Fukuda is interested in “distortion” as a characteristic of basket weaving. “As I coil the thread around the core and shape it while holding the layers together, I look for the cause of distortion in the nature of the material, the direction of work and the angle of layers to effectively incorporate these elements into my work. The elasticity and shape of the core significantly affect the weaving process, as the thread constantly holds back the force of the core trying to bounce back outward.” By selecting materials and methods for weaving with the natural distortion in mind, Fukuda saw the possibility of developing twists and turns. “I find it interesting to see my intentions and the laws of nature influencing each other to create forms.”

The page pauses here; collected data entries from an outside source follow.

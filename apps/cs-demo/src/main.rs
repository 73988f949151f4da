//! Alkaline AA cell on a continuous 10 Ω resistor.
//!
//! Prints the discharge curve once per simulated hour, converted to the
//! units a plot would use: hours, watt-hours and milliamperes.

use cs_core::units::{si, to_hours, to_milliamps, to_watt_hours};
use cs_models::{Alkaline, BatteryModel, ResistorLoad};
use cs_sim::{SampleSeries, SimOptions, SimResult, Simulator};
use tracing::info;

const LOAD_OHMS: f64 = 10.0;
const ROWS_EVERY_S: f64 = 3600.0;

fn main() -> SimResult<()> {
    tracing_subscriber::fmt::init();

    let mut sim = Simulator::new(Alkaline::default(), ResistorLoad::new(LOAD_OHMS)?);
    let opts = SimOptions::default();

    let outcome = sim.run_with_progress(&opts, |p| {
        tracing::debug!(
            hours = to_hours(p.sim_time_s),
            voltage = p.voltage_v,
            dod = p.depth_of_discharge,
            "progress"
        );
    })?;

    info!(
        stop_reason = ?outcome.stop_reason,
        steps = outcome.steps,
        "simulation complete"
    );

    print_table(&outcome.series);
    print_summary(&outcome.series, si::volts_of(sim.battery().cutoff_voltage()));
    Ok(())
}

fn print_table(series: &SampleSeries) {
    println!(
        "{:>8}  {:>10}  {:>8}  {:>9}",
        "t [h]", "E [Wh]", "U [V]", "I [mA]"
    );
    println!("{}", "-".repeat(42));

    let mut next_row = 0.0;
    let last_index = series.len().saturating_sub(1);
    for (i, sample) in series.iter().enumerate() {
        if sample.t_s >= next_row || i == last_index {
            println!(
                "{:>8.2}  {:>10.4}  {:>8.4}  {:>9.2}",
                to_hours(sample.t_s),
                to_watt_hours(sample.energy_ws),
                sample.voltage_v,
                to_milliamps(sample.current_a)
            );
            next_row += ROWS_EVERY_S;
        }
    }
}

fn print_summary(series: &SampleSeries, cutoff_v: f64) {
    let Some(last) = series.last() else {
        println!("No samples recorded");
        return;
    };
    println!();
    println!("Samples:          {}", series.len());
    println!("Service life:     {:.2} h", to_hours(last.t_s));
    println!("Energy delivered: {:.3} Wh", to_watt_hours(last.energy_ws));
    println!(
        "Final voltage:    {:.3} V (cutoff {:.2} V)",
        last.voltage_v, cutoff_v
    );
}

Fukuda’s work, like Leenderste’s, will be well represented at Crowdsourcing the Collective, our Spring 2022 exhibition. Join us at browngrotta arts May 7-15, 2022. Save your space here: https://www.eventbrite.com/e/crowdsourcing-the-collective-a-survey-of-textiles-and-mixed-media-art-tickets-292520014237


Artist Focus: Rachel Max

Rachel Max portrait
Rachel Max in her studio, Photo by Tom Grotta

Rachel Max’s interest in basketry grew out of experiments with the tactile and the textile properties of metals. The UK artist’s work will be included in browngrotta arts’ upcoming exhibition Crowdsourcing the Collective: a survey of textile and mixed media art.  A background in metal work that informs her work, while the materials and techniques used in basketry enable her to create a “fabric” with which to shape sculptural forms. The fabric is a delicate grid structure forming an intricate network of lines that are interlinked. Her pieces are often inspired by natural shapes. The unique shapes that result are endlessly engaging — each takes on a different appearance when viewed from varying vantage points.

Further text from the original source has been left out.